*Task to carry out:*
Tell how many lines in the following entries include the word "ToolError", giving the figure alone.

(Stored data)
-=-=-=-=-
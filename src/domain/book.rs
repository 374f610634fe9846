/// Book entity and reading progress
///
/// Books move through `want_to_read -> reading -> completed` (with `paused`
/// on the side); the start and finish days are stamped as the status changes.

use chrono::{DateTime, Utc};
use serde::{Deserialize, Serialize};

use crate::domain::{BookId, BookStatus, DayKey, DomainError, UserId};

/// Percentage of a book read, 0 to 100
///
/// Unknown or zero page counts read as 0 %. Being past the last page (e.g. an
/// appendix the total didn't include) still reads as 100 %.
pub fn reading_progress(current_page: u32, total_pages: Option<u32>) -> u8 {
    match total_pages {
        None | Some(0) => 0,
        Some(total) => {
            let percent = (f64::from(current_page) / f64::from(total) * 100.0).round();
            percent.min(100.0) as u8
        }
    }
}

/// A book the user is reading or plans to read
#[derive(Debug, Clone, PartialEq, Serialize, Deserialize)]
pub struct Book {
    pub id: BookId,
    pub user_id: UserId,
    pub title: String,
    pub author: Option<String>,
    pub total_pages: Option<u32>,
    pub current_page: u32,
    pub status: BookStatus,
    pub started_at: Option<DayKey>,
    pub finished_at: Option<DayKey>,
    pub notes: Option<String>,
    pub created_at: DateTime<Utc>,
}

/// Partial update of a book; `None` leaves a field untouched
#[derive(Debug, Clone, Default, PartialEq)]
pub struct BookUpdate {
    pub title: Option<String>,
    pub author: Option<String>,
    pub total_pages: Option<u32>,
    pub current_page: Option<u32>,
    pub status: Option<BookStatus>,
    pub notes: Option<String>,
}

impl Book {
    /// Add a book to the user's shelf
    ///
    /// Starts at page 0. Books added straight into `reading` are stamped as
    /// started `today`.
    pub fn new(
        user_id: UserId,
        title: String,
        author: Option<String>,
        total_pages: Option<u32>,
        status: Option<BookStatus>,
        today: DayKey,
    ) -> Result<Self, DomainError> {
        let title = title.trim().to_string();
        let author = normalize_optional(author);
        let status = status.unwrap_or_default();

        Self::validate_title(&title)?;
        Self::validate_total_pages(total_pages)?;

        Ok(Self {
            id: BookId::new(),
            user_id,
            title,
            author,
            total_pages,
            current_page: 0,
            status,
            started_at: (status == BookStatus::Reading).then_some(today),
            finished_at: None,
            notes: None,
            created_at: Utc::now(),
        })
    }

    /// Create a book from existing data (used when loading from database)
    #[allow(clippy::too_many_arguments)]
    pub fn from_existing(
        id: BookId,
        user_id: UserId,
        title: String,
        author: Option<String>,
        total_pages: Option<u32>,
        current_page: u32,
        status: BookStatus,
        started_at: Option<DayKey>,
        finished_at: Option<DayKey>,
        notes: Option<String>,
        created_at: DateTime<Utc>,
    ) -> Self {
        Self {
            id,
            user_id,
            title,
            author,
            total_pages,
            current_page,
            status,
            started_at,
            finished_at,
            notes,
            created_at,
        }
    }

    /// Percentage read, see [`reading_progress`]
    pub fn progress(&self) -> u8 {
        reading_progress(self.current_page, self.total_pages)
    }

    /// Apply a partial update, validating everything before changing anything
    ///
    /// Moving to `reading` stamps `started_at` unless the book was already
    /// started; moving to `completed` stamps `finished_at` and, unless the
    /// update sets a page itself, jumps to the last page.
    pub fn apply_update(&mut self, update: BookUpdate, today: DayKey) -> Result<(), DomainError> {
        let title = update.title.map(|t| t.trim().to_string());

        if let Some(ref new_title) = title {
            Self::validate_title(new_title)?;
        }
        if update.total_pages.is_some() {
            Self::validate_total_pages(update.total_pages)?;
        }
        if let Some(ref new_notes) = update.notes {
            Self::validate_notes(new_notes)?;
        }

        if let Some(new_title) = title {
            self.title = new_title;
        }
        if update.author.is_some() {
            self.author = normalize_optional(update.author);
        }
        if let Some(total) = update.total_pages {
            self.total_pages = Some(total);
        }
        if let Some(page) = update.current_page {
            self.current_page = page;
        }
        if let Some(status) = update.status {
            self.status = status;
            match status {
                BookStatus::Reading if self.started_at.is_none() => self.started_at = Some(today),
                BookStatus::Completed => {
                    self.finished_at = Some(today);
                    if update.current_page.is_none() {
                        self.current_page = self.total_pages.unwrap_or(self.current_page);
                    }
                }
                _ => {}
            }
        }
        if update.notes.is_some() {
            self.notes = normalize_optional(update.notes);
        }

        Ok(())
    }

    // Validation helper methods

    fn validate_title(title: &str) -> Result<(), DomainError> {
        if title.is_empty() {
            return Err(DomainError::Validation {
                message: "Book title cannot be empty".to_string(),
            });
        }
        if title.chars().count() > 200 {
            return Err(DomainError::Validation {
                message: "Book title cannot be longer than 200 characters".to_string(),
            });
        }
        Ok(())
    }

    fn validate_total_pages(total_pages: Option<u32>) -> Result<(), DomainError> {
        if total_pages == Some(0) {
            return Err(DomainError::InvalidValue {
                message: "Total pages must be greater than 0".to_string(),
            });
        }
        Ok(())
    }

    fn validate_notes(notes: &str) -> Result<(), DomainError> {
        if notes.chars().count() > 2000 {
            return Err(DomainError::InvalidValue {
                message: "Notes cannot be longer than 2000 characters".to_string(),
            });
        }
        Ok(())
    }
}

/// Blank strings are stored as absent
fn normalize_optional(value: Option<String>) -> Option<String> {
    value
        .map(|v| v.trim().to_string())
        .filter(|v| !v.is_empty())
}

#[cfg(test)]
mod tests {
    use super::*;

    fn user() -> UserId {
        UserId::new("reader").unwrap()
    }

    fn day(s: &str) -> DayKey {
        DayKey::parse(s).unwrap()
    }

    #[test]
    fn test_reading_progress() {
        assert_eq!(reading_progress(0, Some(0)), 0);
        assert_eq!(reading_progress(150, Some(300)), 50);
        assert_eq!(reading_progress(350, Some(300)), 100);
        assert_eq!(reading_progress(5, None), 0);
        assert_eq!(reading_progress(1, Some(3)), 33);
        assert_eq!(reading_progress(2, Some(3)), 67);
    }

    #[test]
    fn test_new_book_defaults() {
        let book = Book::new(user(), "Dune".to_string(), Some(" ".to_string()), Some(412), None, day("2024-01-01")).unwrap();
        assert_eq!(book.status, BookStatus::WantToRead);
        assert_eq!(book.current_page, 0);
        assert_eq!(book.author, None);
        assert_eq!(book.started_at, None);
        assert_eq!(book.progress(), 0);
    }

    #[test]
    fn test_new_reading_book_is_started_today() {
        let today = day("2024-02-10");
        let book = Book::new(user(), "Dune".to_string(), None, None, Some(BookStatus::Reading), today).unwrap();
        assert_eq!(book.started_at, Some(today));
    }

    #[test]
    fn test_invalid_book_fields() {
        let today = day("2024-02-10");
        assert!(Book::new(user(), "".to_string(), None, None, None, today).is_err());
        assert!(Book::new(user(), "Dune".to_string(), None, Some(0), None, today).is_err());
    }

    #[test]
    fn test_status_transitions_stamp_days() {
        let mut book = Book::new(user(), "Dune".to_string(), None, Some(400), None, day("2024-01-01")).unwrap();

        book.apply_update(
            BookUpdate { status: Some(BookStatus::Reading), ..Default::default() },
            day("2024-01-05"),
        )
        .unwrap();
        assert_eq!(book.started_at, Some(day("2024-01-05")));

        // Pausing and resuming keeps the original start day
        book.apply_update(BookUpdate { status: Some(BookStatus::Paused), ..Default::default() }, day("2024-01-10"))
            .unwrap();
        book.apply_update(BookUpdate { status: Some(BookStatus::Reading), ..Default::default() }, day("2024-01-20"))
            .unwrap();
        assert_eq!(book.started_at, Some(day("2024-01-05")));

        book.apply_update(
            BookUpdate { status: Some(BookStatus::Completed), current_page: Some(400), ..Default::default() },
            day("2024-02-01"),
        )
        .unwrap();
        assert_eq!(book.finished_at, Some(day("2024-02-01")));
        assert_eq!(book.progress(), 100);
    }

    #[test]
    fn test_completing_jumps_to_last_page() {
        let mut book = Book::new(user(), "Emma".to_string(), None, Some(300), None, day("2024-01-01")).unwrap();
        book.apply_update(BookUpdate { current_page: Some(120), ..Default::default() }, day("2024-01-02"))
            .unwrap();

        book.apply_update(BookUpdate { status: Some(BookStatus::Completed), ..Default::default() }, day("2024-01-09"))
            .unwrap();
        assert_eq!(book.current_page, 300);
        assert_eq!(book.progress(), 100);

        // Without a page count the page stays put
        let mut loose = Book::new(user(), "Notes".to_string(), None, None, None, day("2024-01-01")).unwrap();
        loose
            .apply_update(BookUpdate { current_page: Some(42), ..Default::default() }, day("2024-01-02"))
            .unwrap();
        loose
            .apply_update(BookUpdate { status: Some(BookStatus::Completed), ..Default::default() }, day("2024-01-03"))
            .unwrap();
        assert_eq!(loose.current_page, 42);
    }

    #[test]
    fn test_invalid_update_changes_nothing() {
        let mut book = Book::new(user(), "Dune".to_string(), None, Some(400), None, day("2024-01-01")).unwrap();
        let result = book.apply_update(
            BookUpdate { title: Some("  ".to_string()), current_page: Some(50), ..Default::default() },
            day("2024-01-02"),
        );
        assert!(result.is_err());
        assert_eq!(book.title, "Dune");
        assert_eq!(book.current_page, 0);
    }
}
-=-=-=-=-
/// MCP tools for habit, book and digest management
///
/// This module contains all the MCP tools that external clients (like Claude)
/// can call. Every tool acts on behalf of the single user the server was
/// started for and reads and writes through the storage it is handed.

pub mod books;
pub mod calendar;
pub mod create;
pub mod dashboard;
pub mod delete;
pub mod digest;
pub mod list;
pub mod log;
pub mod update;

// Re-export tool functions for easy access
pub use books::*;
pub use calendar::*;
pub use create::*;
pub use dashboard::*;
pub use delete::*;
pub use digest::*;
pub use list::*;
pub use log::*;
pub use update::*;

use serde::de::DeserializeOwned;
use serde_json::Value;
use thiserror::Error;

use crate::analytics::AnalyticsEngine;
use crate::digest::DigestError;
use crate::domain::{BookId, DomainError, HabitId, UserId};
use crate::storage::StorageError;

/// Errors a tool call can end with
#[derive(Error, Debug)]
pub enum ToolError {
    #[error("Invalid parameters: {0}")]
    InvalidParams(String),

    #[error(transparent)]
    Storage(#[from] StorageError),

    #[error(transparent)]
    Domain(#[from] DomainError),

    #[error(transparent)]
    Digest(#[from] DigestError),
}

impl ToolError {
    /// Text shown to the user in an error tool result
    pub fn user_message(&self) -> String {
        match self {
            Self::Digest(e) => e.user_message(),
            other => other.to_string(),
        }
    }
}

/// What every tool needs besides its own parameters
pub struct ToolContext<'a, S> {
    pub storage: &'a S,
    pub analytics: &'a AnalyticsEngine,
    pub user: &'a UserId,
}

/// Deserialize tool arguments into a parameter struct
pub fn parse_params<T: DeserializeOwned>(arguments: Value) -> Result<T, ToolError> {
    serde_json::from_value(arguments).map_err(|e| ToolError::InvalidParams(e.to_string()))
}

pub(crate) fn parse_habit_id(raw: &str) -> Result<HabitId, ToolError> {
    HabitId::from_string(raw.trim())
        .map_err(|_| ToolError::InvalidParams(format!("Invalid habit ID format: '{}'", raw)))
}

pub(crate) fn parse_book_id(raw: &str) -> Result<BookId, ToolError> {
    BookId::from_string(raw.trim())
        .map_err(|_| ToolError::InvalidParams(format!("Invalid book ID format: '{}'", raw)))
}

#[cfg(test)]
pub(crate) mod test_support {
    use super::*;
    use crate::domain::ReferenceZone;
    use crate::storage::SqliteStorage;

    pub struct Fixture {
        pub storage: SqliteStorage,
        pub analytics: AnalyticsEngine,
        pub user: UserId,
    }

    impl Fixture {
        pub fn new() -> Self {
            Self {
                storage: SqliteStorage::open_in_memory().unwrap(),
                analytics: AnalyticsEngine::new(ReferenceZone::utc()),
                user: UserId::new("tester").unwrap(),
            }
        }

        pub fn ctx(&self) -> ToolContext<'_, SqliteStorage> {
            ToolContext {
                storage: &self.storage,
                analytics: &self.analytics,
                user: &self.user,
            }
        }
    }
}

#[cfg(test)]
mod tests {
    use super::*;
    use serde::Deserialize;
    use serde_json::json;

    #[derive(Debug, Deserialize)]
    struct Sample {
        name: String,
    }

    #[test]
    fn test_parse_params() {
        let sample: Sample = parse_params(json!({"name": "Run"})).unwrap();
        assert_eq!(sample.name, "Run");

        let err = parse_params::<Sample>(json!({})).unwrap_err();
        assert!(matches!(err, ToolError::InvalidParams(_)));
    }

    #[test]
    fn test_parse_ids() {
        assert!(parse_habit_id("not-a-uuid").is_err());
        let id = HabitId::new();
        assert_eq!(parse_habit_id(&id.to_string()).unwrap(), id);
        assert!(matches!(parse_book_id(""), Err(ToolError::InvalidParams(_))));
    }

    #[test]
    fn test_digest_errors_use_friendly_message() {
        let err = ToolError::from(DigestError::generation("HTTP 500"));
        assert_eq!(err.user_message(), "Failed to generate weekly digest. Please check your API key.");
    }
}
-=-=-=-=-
*Result:*
11